Altra opinione del collega Federico, che condividiamo, riguarda la visibilità esterna degli edifici più elevati del centro antico (come l’Anfiteatro) nei secoli successivi alla distruzione dell’eruzione pliniana. Pompei veniva ancora citata dalla memoria collettiva negli anni successivi all’eruzione pliniana fino a quella del 1631, quando le sue ceneri colmarono gli spazi lasciati vuoti.
Nella tavola rotonda Federico ha commentato la trasformazione della piana del Sarno a seguito dell’intervento di rettificazione del suo regime fluviale successivamente alla canalizzazione, realizzata per risolvere i problemi di allagamento. Fu ampliata la portata delle acque, rettificato il corso del Sarno e furono eliminate le anse – limitatamente al rio Foce – per favorire maggiore velocità di deflusso. Questi interventi, utili alla regimentazione delle acque, ne peggiorarono invece l’idrologia.
Per concludere vogliamo segnalare la partecipazione al convegno dell’urbanista Alessandro Bianchi, direttore della Scuola di Rigenerazione urbana sostenibile. Avrebbe dovuto parlare di strategie di rigenerazione per territori ad alta vocazione culturale. Che occasione ci siamo persi! Uno come lui aveva titoli, risorse e conoscenze per regalarci preziosi consigli. Invece è finita che si è limitato alla “lectio magistralis” di carattere generale, mancante di ogni riferimento al territorio.
Mi riferisco ai tanti edifici che attualmente non sono altro che musei di archeologia religiosa, di istruzione e/o beneficenza fatta a Pompei negli anni eroici di Bartolo Longo e consorte. Edifici che, trovando le risorse necessarie, si potrebbero rigenerare e rendere produttivi nell’interesse principale della Chiesa e del centro longhiano.

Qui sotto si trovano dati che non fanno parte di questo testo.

//! Page link resolution handler.

use super::{ResolveAction, ResolveLinkRequest};
use super::collections::validate_remote_url;
use crate::api::AppState;
use crate::error::{Error, Result};
use axum::{
    Json,
    extract::State,
    response::{IntoResponse, Response},
};

/// POST /api/ytdlp - Resolve a video page link
///
/// With the default action the response is a [`DirectLink`](crate::media::DirectLink)
/// ready to go into a collection. With `"action": "info"` it is
/// [`MediaInfo`](crate::media::MediaInfo) describing the video instead.
#[utoipa::path(
    post,
    path = "/api/ytdlp",
    tag = "media",
    request_body = ResolveLinkRequest,
    responses(
        (status = 200, description = "Direct link, or media info when action is \"info\"", body = crate::media::DirectLink),
        (status = 400, description = "Missing or invalid url", body = crate::error::ApiError),
        (status = 501, description = "yt-dlp is not available", body = crate::error::ApiError),
        (status = 503, description = "yt-dlp failed or timed out", body = crate::error::ApiError)
    )
)]
pub async fn resolve_link(
    State(state): State<AppState>,
    Json(request): Json<ResolveLinkRequest>,
) -> Result<Response> {
    let raw_url = request
        .url
        .as_deref()
        .map(str::trim)
        .filter(|url| !url.is_empty())
        .ok_or_else(|| Error::Validation("url is required".to_string()))?;
    let url = validate_remote_url(raw_url)?;

    match request.action {
        ResolveAction::Resolve => Ok(Json(state.links.resolve(&url).await?).into_response()),
        ResolveAction::Info => Ok(Json(state.links.info(&url).await?).into_response()),
    }
}
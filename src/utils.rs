//! Utility functions for naming, size formatting and filename handling

/// Extension used when a display name has none
const DEFAULT_EXTENSION: &str = ".mp4";

const KIB: u64 = 1024;
const MIB: u64 = KIB * 1024;
const GIB: u64 = MIB * 1024;

/// Format a byte count with binary unit thresholds
///
/// Bytes are printed as an integer, KB and MB with one decimal, GB with two.
///
/// # Examples
///
/// ```
/// use reelzip::utils::format_size;
///
/// assert_eq!(format_size(1023), "1023 B");
/// assert_eq!(format_size(1024), "1.0 KB");
/// assert_eq!(format_size(1_073_741_824), "1.00 GB");
/// ```
pub fn format_size(bytes: u64) -> String {
    match bytes {
        b if b >= GIB => format!("{:.2} GB", b as f64 / GIB as f64),
        b if b >= MIB => format!("{:.1} MB", b as f64 / MIB as f64),
        b if b >= KIB => format!("{:.1} KB", b as f64 / KIB as f64),
        b => format!("{} B", b),
    }
}

/// Split a display name into stem and extension (extension keeps its dot)
///
/// Names without an extension get `.mp4`. A leading dot (`.hidden`) is
/// treated as part of the stem.
pub fn split_display_name(name: &str) -> (&str, &str) {
    match name.rfind('.') {
        Some(pos) if pos > 0 && pos + 1 < name.len() => (&name[..pos], &name[pos..]),
        _ => (name, DEFAULT_EXTENSION),
    }
}

/// Archive entry name for the item at `index` (0-based)
///
/// The ordinal prefix keeps names unique and sorted in collection order
/// even when display names repeat.
///
/// # Examples
///
/// ```
/// use reelzip::utils::archive_entry_name;
///
/// assert_eq!(archive_entry_name(0, "intro.webm"), "01_intro.webm");
/// assert_eq!(archive_entry_name(11, "clip"), "12_clip.mp4");
/// ```
pub fn archive_entry_name(index: usize, display_name: &str) -> String {
    let cleaned = sanitize_filename(display_name);
    let (stem, ext) = split_display_name(&cleaned);
    format!("{:02}_{}{}", index + 1, stem, ext)
}

/// Strip characters that would let a name escape its directory or break headers
///
/// Path separators, control characters and quotes are replaced with `_`.
/// The result may be empty; callers pick their own fallback.
pub fn sanitize_filename(name: &str) -> String {
    let replaced: String = name
        .trim()
        .chars()
        .map(|c| match c {
            '/' | '\\' | '"' | ':' => '_',
            c if c.is_control() => '_',
            c => c,
        })
        .collect();

    // ".." alone would still be a parent reference inside a zip
    if replaced.chars().all(|c| c == '.') {
        replaced.replace('.', "_")
    } else {
        replaced
    }
}

/// Derive a display name from a URL's last path segment, without query string
///
/// Falls back to `video_<n>.mp4` (1-based) when the segment is empty.
pub fn filename_from_url(raw_url: &str, index: usize) -> String {
    let without_query = raw_url.split(['?', '#']).next().unwrap_or_default();
    let last = without_query
        .trim_end_matches('/')
        .rsplit('/')
        .next()
        .unwrap_or_default();

    // The host itself is not a filename
    let is_host_only = without_query
        .split("://")
        .nth(1)
        .is_some_and(|rest| !rest.trim_end_matches('/').contains('/'));

    let decoded = urlencoding::decode(last)
        .map(|s| s.into_owned())
        .unwrap_or_else(|_| last.to_string());
    let cleaned = sanitize_filename(&decoded);

    if cleaned.is_empty() || is_host_only {
        format!("video_{}.mp4", index + 1)
    } else {
        cleaned
    }
}

/// Build a `Content-Disposition: attachment` value for `filename`
///
/// Includes an RFC 5987 `filename*` parameter so non-ASCII names survive.
pub fn attachment_disposition(filename: &str) -> String {
    let ascii: String = filename
        .chars()
        .map(|c| match c {
            '"' | '\\' => '_',
            c if c.is_ascii() && !c.is_ascii_control() => c,
            _ => '_',
        })
        .collect();
    format!(
        "attachment; filename=\"{}\"; filename*=UTF-8''{}",
        ascii,
        urlencoding::encode(filename)
    )
}

// unwrap/expect are acceptable in tests for concise failure-on-error assertions
#[allow(clippy::unwrap_used, clippy::expect_used)]
#[cfg(test)]
mod tests {
    use super::*;

    #[test]
    fn format_size_tier_boundaries() {
        assert_eq!(format_size(0), "0 B");
        assert_eq!(format_size(1023), "1023 B");
        assert_eq!(format_size(1024), "1.0 KB");
        assert_eq!(format_size(1536), "1.5 KB");
        assert_eq!(format_size(1_048_575), "1024.0 KB");
        assert_eq!(format_size(1_048_576), "1.0 MB");
        assert_eq!(format_size(10 * 1_048_576), "10.0 MB");
        assert_eq!(format_size(1_073_741_824), "1.00 GB");
        assert_eq!(format_size(5 * 1_073_741_824 + 536_870_912), "5.50 GB");
    }

    #[test]
    fn split_display_name_cases() {
        assert_eq!(split_display_name("clip.mkv"), ("clip", ".mkv"));
        assert_eq!(split_display_name("a.b.mp4"), ("a.b", ".mp4"));
        assert_eq!(split_display_name("noext"), ("noext", ".mp4"));
        assert_eq!(split_display_name(".hidden"), (".hidden", ".mp4"));
        assert_eq!(split_display_name("trailing."), ("trailing.", ".mp4"));
    }

    #[test]
    fn entry_names_are_distinct_for_repeated_display_names() {
        let names: Vec<String> = (0..120)
            .map(|i| archive_entry_name(i, "video.mp4"))
            .collect();
        let unique: std::collections::HashSet<_> = names.iter().collect();
        assert_eq!(unique.len(), names.len());
        assert_eq!(names[0], "01_video.mp4");
        assert_eq!(names[99], "100_video.mp4");
    }

    #[test]
    fn entry_names_cannot_traverse() {
        let name = archive_entry_name(0, "../../etc/passwd");
        assert!(!name.contains('/'));
        assert_eq!(archive_entry_name(2, ".."), "03___.mp4");
    }

    #[test]
    fn filename_from_url_takes_last_segment() {
        assert_eq!(
            filename_from_url("https://cdn.test/media/clip%20one.mp4?sig=abc", 0),
            "clip one.mp4"
        );
        assert_eq!(filename_from_url("https://cdn.test/v/trailer", 0), "trailer");
    }

    #[test]
    fn filename_from_url_falls_back_to_ordinal() {
        assert_eq!(filename_from_url("https://cdn.test/", 2), "video_3.mp4");
        assert_eq!(filename_from_url("https://cdn.test", 0), "video_1.mp4");
        assert_eq!(filename_from_url("https://cdn.test/a/?x=1", 4), "a");
    }

    #[test]
    fn disposition_escapes_quotes_and_unicode() {
        let value = attachment_disposition("çekim.mp4");
        assert!(value.starts_with("attachment; filename=\"_ekim.mp4\""));
        assert!(value.contains("filename*=UTF-8''%C3%A7ekim.mp4"));

        let quoted = attachment_disposition("a\"b.mp4");
        assert!(quoted.starts_with("attachment; filename=\"a_b.mp4\""));
    }
}
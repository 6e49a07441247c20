//! Core types for reelzip

use chrono::{DateTime, Utc};
use rand::Rng;
use serde::{Deserialize, Serialize};
use utoipa::ToSchema;

use crate::error::{Error, Result};

/// Maximum accepted length of a collection id
const MAX_ID_LEN: usize = 64;

/// Short opaque token identifying a stored collection
///
/// Ids only ever contain ASCII alphanumerics, `-` and `_`, so they can be
/// embedded in archive filenames without further escaping.
#[derive(Clone, Debug, PartialEq, Eq, PartialOrd, Ord, Hash, Serialize, Deserialize, ToSchema)]
#[serde(transparent)]
pub struct CollectionId(String);

impl CollectionId {
    /// Generate a fresh random id (8 lowercase hex characters)
    pub fn generate() -> Self {
        let value: u32 = rand::thread_rng().r#gen();
        Self(format!("{:08x}", value))
    }

    /// Parse and validate an id coming from a client
    pub fn parse(raw: &str) -> Result<Self> {
        if raw.is_empty() || raw.len() > MAX_ID_LEN {
            return Err(Error::Validation(format!(
                "collection id must be 1-{} characters",
                MAX_ID_LEN
            )));
        }
        if !raw
            .chars()
            .all(|c| c.is_ascii_alphanumeric() || c == '-' || c == '_')
        {
            return Err(Error::Validation(
                "collection id contains invalid characters".to_string(),
            ));
        }
        Ok(Self(raw.to_string()))
    }

    /// Get the id as a string slice
    pub fn as_str(&self) -> &str {
        &self.0
    }
}

impl std::fmt::Display for CollectionId {
    fn fmt(&self, f: &mut std::fmt::Formatter<'_>) -> std::fmt::Result {
        f.write_str(&self.0)
    }
}

impl std::str::FromStr for CollectionId {
    type Err = Error;

    fn from_str(s: &str) -> Result<Self> {
        Self::parse(s)
    }
}

/// One remote video reference inside a collection
#[derive(Clone, Debug, PartialEq, Eq, Serialize, Deserialize, ToSchema)]
pub struct ItemRef {
    /// Remote URL of the file
    pub url: String,
    /// Name shown to the user and used to derive the archive entry name
    pub filename: String,
}

impl ItemRef {
    /// Create a new item reference
    pub fn new(url: impl Into<String>, filename: impl Into<String>) -> Self {
        Self {
            url: url.into(),
            filename: filename.into(),
        }
    }
}

/// A stored collection of items
#[derive(Clone, Debug, Serialize, Deserialize, ToSchema)]
pub struct Collection {
    /// Collection id
    pub id: CollectionId,
    /// Ordered item list
    pub items: Vec<ItemRef>,
    /// When the collection was stored
    pub created_at: DateTime<Utc>,
}

// unwrap/expect are acceptable in tests for concise failure-on-error assertions
#[allow(clippy::unwrap_used, clippy::expect_used)]
#[cfg(test)]
mod tests {
    use super::*;

    #[test]
    fn generated_ids_are_eight_hex_chars_and_parse_back() {
        for _ in 0..50 {
            let id = CollectionId::generate();
            assert_eq!(id.as_str().len(), 8);
            assert!(id.as_str().chars().all(|c| c.is_ascii_hexdigit()));
            assert_eq!(CollectionId::parse(id.as_str()).unwrap(), id);
        }
    }

    #[test]
    fn parse_rejects_path_tricks() {
        for bad in ["", "../etc", "a/b", "a b", "a.zip", "x\\y", "ünï"] {
            assert!(CollectionId::parse(bad).is_err(), "{bad:?} should be rejected");
        }
        assert!(CollectionId::parse(&"a".repeat(65)).is_err());
        assert!(CollectionId::parse("V1StGXR8_Z").is_ok());
        assert!(CollectionId::parse("abc-123").is_ok());
    }

    #[test]
    fn collection_id_serializes_transparently() {
        let id = CollectionId::parse("ab12cd34").unwrap();
        assert_eq!(serde_json::to_string(&id).unwrap(), "\"ab12cd34\"");
    }

    #[test]
    fn item_ref_uses_url_and_filename_keys() {
        let item: ItemRef =
            serde_json::from_str(r#"{"url": "https://cdn.test/a.mp4", "filename": "a.mp4"}"#)
                .unwrap();
        assert_eq!(item, ItemRef::new("https://cdn.test/a.mp4", "a.mp4"));
    }
}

A proposito, qualcuno ci sa dire se poi si è concluso l’affare, annunciato qualche mese fa, di acquisizione da parte del Comune di Pompei dell’imponente edificio “Sacro Cuore”? Un ex orfanotrofio femminile che il Comune intendeva trasformare in contenitore culturale urbano di alto profilo, come diventerà, secondo il progetto, l’Albergo dei Poveri di Napoli, dove il direttore generale Massimo Osanna (cittadino onorario di Pompei) ha intenzione di creare il secondo Museo Archeologico partenopeo, mentre Pompei sogna ancora la prima iniziativa del genere.